We don't, actually. It is simple: racism is a crime.

You don't need educating to know that people of colour are human beings, too, and should be treated as such. How hard should it be? [Stan Grant, ABC]

I would like to add that I feel the same with family violence.

How many times do I have to tell you that my parents will continue their harmful behaviour before you believe me?

They shun any reference about mental health because they believe mental illness is not normal. They shun seeking help because, to them, it is yielding and a sign of weakness.

I can't help but put a 100x in front of this:

"But with [most] mental health plans, you have like 10 sessions.
"I would spend five of those really trying to overexplain my culture and its nuances, and then five trying to get to the root of the problem, but I had such complex trauma that it was impossible to have some sort of realisation." [Source: ABC Everyday]
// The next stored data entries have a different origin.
//! Cross-reference entries and the merged object index.
//!
//! Each revision of a file contributes one [`XrefSection`], either a classic `xref`
//! table or a cross-reference stream. Sections are merged newest first into one
//! [`Xref`], where the first entry seen for an object number is final.

use crate::lexer::{Keyword, Lexer, Token, is_regular, is_whitespace};
use crate::parser::Parser;
use crate::{Dictionary, Error, Object, ObjectId, Result, Stream, XrefError};
use indexmap::IndexMap;
use log::{debug, trace, warn};
use std::str;

#[derive(Debug, Clone, Copy, PartialEq, Eq)]
pub enum XrefEntry {
    /// Unused slot. `next` is the next free object number.
    Free { next: u32, generation: u16 },
    /// Object stored at a byte offset of the file.
    InUse { offset: usize, generation: u16 },
    /// Object number `index` inside object stream `container`.
    Compressed { container: u32, index: usize },
}

impl XrefEntry {
    pub fn is_free(&self) -> bool {
        matches!(self, XrefEntry::Free { .. })
    }

    /// Identifier of the object this entry locates. Compressed objects always have
    /// generation 0.
    pub fn object_id(&self, number: u32) -> Option<ObjectId> {
        match *self {
            XrefEntry::Free { .. } => None,
            XrefEntry::InUse { generation, .. } => Some((number, generation)),
            XrefEntry::Compressed { .. } => Some((number, 0)),
        }
    }
}

/// The cross-reference data of one revision.
#[derive(Debug, Clone, Default)]
pub struct XrefSection {
    pub entries: Vec<(u32, XrefEntry)>,
    pub trailer: Dictionary,
}

// Keys of a cross-reference stream dictionary that describe the stream, not the file.
const STREAM_KEYS: [&[u8]; 7] = [b"Type", b"Length", b"Filter", b"DecodeParms", b"W", b"Index", b"F"];

impl XrefSection {
    /// Parse the section starting at `offset`, a classic table or a stream object.
    pub fn parse(lexer: Lexer<'_>, offset: usize) -> Result<Self> {
        let mut parser = Parser::new(lexer, offset);
        let first = parser.peek_token(0)?.clone();
        match first {
            Token::Keyword(Keyword::Xref) => {
                parser.next_token()?;
                Self::parse_table(&mut parser, offset)
            }
            Token::Integer(_) => match parser.parse_indirect_object()?.object {
                Object::Stream(stream) if stream.dict.has_type(b"XRef") => Self::from_stream(&stream, offset),
                _ => Err(XrefError::Parse(offset).into()),
            },
            _ => Err(XrefError::Parse(offset).into()),
        }
    }

    /// Subsections of `first count` followed by `offset generation n|f` rows, then the
    /// trailer.
    fn parse_table(parser: &mut Parser<'_, '_>, offset: usize) -> Result<Self> {
        let malformed = || Error::from(XrefError::Parse(offset));
        let mut entries = Vec::new();
        loop {
            let first = match parser.next_token()? {
                Token::Keyword(Keyword::Trailer) => break,
                Token::Integer(first) => u32::try_from(first).map_err(|_| malformed())?,
                _ => return Err(malformed()),
            };
            let count = match parser.next_token()? {
                Token::Integer(count) => u32::try_from(count).map_err(|_| malformed())?,
                _ => return Err(malformed()),
            };
            for index in 0..count {
                let (field, generation, kind) = (parser.next_token()?, parser.next_token()?, parser.next_token()?);
                let (Token::Integer(field), Token::Integer(generation), Token::Operator(kind)) = (field, generation, kind)
                else {
                    return Err(malformed());
                };
                let number = first.checked_add(index).ok_or_else(malformed)?;
                let generation = u16::try_from(generation).map_err(|_| malformed())?;
                let entry = match kind.as_slice() {
                    b"n" => XrefEntry::InUse {
                        offset: usize::try_from(field).map_err(|_| malformed())?,
                        generation,
                    },
                    b"f" => XrefEntry::Free {
                        next: u32::try_from(field).map_err(|_| malformed())?,
                        generation,
                    },
                    _ => return Err(malformed()),
                };
                if number != 0 {
                    entries.push((number, entry));
                }
            }
        }

        let trailer = match parser.parse_dictionary() {
            Ok(trailer) => trailer,
            Err(err) if err.is_truncation() => return Err(err),
            Err(_) => return Err(XrefError::Trailer.into()),
        };
        Ok(XrefSection { entries, trailer })
    }

    /// Decode a cross-reference stream.
    pub fn from_stream(stream: &Stream, offset: usize) -> Result<Self> {
        let malformed = || Error::from(XrefError::Parse(offset));
        let dict = &stream.dict;
        let size = dict.get(b"Size").and_then(Object::as_i64).map_err(|_| malformed())?;
        let widths = integer_array(dict.get(b"W")?).ok_or_else(malformed)?;
        let [w0, w1, w2] = match widths.as_slice() {
            &[w0, w1, w2] => [w0, w1, w2].map(|width| usize::try_from(width).ok().filter(|width| *width <= 8)),
            _ => return Err(malformed()),
        };
        let (Some(w0), Some(w1), Some(w2)) = (w0, w1, w2) else {
            return Err(malformed());
        };
        let row_len = w0 + w1 + w2;
        if row_len == 0 {
            return Err(malformed());
        }
        let index = match dict.get(b"Index") {
            Ok(index) => integer_array(index).ok_or_else(malformed)?,
            Err(_) => vec![0, size],
        };

        let data = stream.decoded_content()?;
        let mut rows = data.chunks_exact(row_len);
        let mut entries = Vec::new();
        'sections: for section in index.chunks_exact(2) {
            let (Ok(start), Ok(count)) = (u32::try_from(section[0]), u32::try_from(section[1])) else {
                return Err(malformed());
            };
            for i in 0..count {
                let Some(row) = rows.next() else {
                    warn!("cross-reference stream at {offset} holds fewer rows than its /Index lists");
                    break 'sections;
                };
                let kind = if w0 == 0 { 1 } else { big_endian(&row[..w0]) };
                let field2 = big_endian(&row[w0..w0 + w1]);
                let field3 = big_endian(&row[w0 + w1..]);
                let entry = match kind {
                    0 => XrefEntry::Free {
                        next: u32::try_from(field2).map_err(|_| malformed())?,
                        generation: u16::try_from(field3).map_err(|_| malformed())?,
                    },
                    1 => XrefEntry::InUse {
                        offset: usize::try_from(field2).map_err(|_| malformed())?,
                        generation: u16::try_from(field3).map_err(|_| malformed())?,
                    },
                    2 => XrefEntry::Compressed {
                        container: u32::try_from(field2).map_err(|_| malformed())?,
                        index: usize::try_from(field3).map_err(|_| malformed())?,
                    },
                    // Reserved for future use; readers must ignore them.
                    _ => continue,
                };
                let number = start.checked_add(i).ok_or_else(malformed)?;
                if number != 0 {
                    entries.push((number, entry));
                }
            }
        }

        let mut trailer = dict.clone();
        for key in STREAM_KEYS {
            trailer.remove(key);
        }
        Ok(XrefSection { entries, trailer })
    }
}

fn integer_array(object: &Object) -> Option<Vec<i64>> {
    object.as_array().ok()?.iter().map(|item| item.as_i64().ok()).collect()
}

fn big_endian(bytes: &[u8]) -> u64 {
    bytes.iter().fold(0, |value, &byte| (value << 8) | u64::from(byte))
}

/// Object number to location, with the authoritative trailer.
#[derive(Debug, Clone, Default)]
pub struct Xref {
    entries: IndexMap<u32, XrefEntry>,
    trailer: Dictionary,
}

impl Xref {
    pub fn new() -> Self {
        Self::default()
    }

    pub fn get(&self, number: u32) -> Option<&XrefEntry> {
        self.entries.get(&number)
    }

    /// Add `entry` unless `number` already has one. Returns whether it was added.
    pub fn insert_if_absent(&mut self, number: u32, entry: XrefEntry) -> bool {
        match self.entries.entry(number) {
            indexmap::map::Entry::Occupied(_) => false,
            indexmap::map::Entry::Vacant(slot) => {
                slot.insert(entry);
                true
            }
        }
    }

    /// Merge a section older than everything merged so far: it only fills in object
    /// numbers and trailer keys not seen yet.
    pub fn merge(&mut self, section: XrefSection) {
        for (number, entry) in section.entries {
            self.insert_if_absent(number, entry);
        }
        self.trailer.fill_from(&section.trailer);
    }

    pub fn trailer(&self) -> &Dictionary {
        &self.trailer
    }

    pub(crate) fn trailer_mut(&mut self) -> &mut Dictionary {
        &mut self.trailer
    }

    pub fn len(&self) -> usize {
        self.entries.len()
    }

    pub fn is_empty(&self) -> bool {
        self.entries.is_empty()
    }

    /// Entries in discovery order.
    pub fn iter(&self) -> impl Iterator<Item = (u32, &XrefEntry)> {
        self.entries.iter().map(|(number, entry)| (*number, entry))
    }

    pub fn get_index(&self, index: usize) -> Option<(u32, XrefEntry)> {
        self.entries.get_index(index).map(|(number, entry)| (*number, *entry))
    }

    pub fn max_id(&self) -> u32 {
        self.entries.keys().copied().max().unwrap_or(0)
    }
}

/// What a sequential scan of a whole file found.
#[derive(Debug, Default)]
pub struct Scan {
    pub xref: Xref,
    /// Object streams whose contents still need to be indexed.
    pub object_streams: Vec<ObjectId>,
}

// Trailer keys a cross-reference stream can stand in for.
const TRAILER_KEYS: [&[u8]; 4] = [b"Root", b"Info", b"ID", b"Encrypt"];

/// Rebuild the index of a damaged file by scanning for `<int> <int> obj`.
///
/// A later definition of an object number replaces an earlier one. Trailer dictionaries
/// are merged with later keys winning; if none names a `/Root`, cross-reference stream
/// dictionaries and finally any `/Type /Catalog` object are used instead.
pub fn scan(buffer: &[u8]) -> Result<Scan> {
    let lexer = Lexer::new(buffer);
    let mut xref = Xref::new();

    let mut position = 0;
    while let Some(found) = lexer.find(b"obj", position) {
        position = found + 3;
        if lexer.byte_at(position).is_some_and(is_regular) {
            continue;
        }
        if let Some((offset, number, generation)) = object_header_before(buffer, found) {
            trace!("found object {number} {generation} at {offset}");
            xref.entries.insert(number, XrefEntry::InUse { offset, generation });
        }
    }
    if xref.is_empty() {
        return Err(Error::syntax(0, "no objects found"));
    }

    let mut trailer = Dictionary::new();
    let mut position = 0;
    while let Some(found) = lexer.find(b"trailer", position) {
        position = found + 7;
        if found > 0 && is_regular(buffer[found - 1]) || lexer.byte_at(position).is_some_and(is_regular) {
            continue;
        }
        match Parser::new(lexer, position).parse_dictionary() {
            Ok(dict) => {
                for (key, value) in &dict {
                    trailer.set(key.clone(), value.clone());
                }
            }
            Err(err) => debug!("unreadable trailer at {found}: {err}"),
        }
    }

    let mut object_streams = Vec::new();
    let mut xref_streams = Vec::new();
    let mut catalog = None;
    for (number, entry) in xref.iter() {
        let XrefEntry::InUse { offset, generation } = *entry else {
            continue;
        };
        let object = match Parser::new(lexer, offset).parse_indirect_object() {
            Ok(indirect) => indirect.object,
            Err(err) => {
                debug!("skipping object {number} {generation} at {offset}: {err}");
                continue;
            }
        };
        let Ok(dict) = object.dict() else {
            continue;
        };
        if dict.has_type(b"XRef") {
            xref_streams.push(dict.clone());
        } else if dict.has_type(b"ObjStm") && matches!(object, Object::Stream(_)) {
            object_streams.push((number, generation));
        } else if dict.has_type(b"Catalog") {
            catalog = Some((number, generation));
        }
    }

    if !trailer.has(b"Root") {
        for dict in &xref_streams {
            for key in TRAILER_KEYS {
                if let Ok(value) = dict.get(key) {
                    trailer.set(key, value.clone());
                }
            }
        }
    }
    if !trailer.has(b"Root") {
        if let Some(id) = catalog {
            trailer.set("Root", Object::Reference(id));
        }
    }

    xref.trailer = trailer;
    Ok(Scan { xref, object_streams })
}

/// Start, number and generation of an object header ending just before `keyword`.
fn object_header_before(buffer: &[u8], keyword: usize) -> Option<(usize, u32, u16)> {
    fn skip_space(buffer: &[u8], mut end: usize) -> usize {
        while end > 0 && is_whitespace(buffer[end - 1]) {
            end -= 1;
        }
        end
    }
    fn skip_digits(buffer: &[u8], mut end: usize) -> usize {
        while end > 0 && buffer[end - 1].is_ascii_digit() {
            end -= 1;
        }
        end
    }

    let generation_end = skip_space(buffer, keyword);
    let generation_start = skip_digits(buffer, generation_end);
    let number_end = skip_space(buffer, generation_start);
    let number_start = skip_digits(buffer, number_end);
    if generation_start == generation_end || number_end == generation_start || number_start == number_end {
        return None;
    }
    if number_start > 0 && is_regular(buffer[number_start - 1]) {
        return None;
    }

    let number = str::from_utf8(&buffer[number_start..number_end]).ok()?.parse().ok()?;
    let generation = str::from_utf8(&buffer[generation_start..generation_end]).ok()?.parse().ok()?;
    Some((number_start, number, generation))
}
And Stan Grant was also speaking to my lived experience when he said this:

"As necessary and as urgent and as righteous as these claims are, and this movement is, there have been so many women's voices who have not been listened to for a long time," Grant said.

"And ... when it becomes a white middle-class issue, when it is in private schools, when it is in Parliament House, when it is in the press gallery, we take notice.

"But when Aboriginal women who have been suffering domestic violence at rates 40 times higher than the rest of the population, 10 times more likely to die as a result of that violence, when I have seen Aboriginal women marching and protesting and calling for support for generations, I did not see the same women outside Parliament House.

"When poor women, when migrant women, when refugee women have suffered these things, I did not see the same media attention.

"Poor women do not end up on television programs, they are not on Q+A, there are a lot of voices that are not listened to here and while this is a movement and a moment we need to reflect on our own blindness and biases."

"What a shame it is that a nation reveals what it is by what it cares about. And what a shame it is that it has to happen in white middle-class society for people to suddenly say there is a massive problem here." [Source: ABC]

and this:

This week has also reminded us that it is people of colour who will have to shoulder the greatest burden to deliver even incremental shifts in racism.

We didn't invent it. It is not our problem to fix, explain or educate. It is as though black people must convince white people of our very humanity.

I am reminded of what the black writer and psychologist, Frantz Fanon, said: "I am not a potentiality of something; I am fully what I am." [Source: ABC]

And nor is gendered violence our invention.

In the meantime, fortunately, I have found an organisation called inTouch through an SBS article, and they help women from culturally and linguistically diverse backgrounds.

Edit: they just turn out to be a referral service and they linked me back to the rest of the broken system.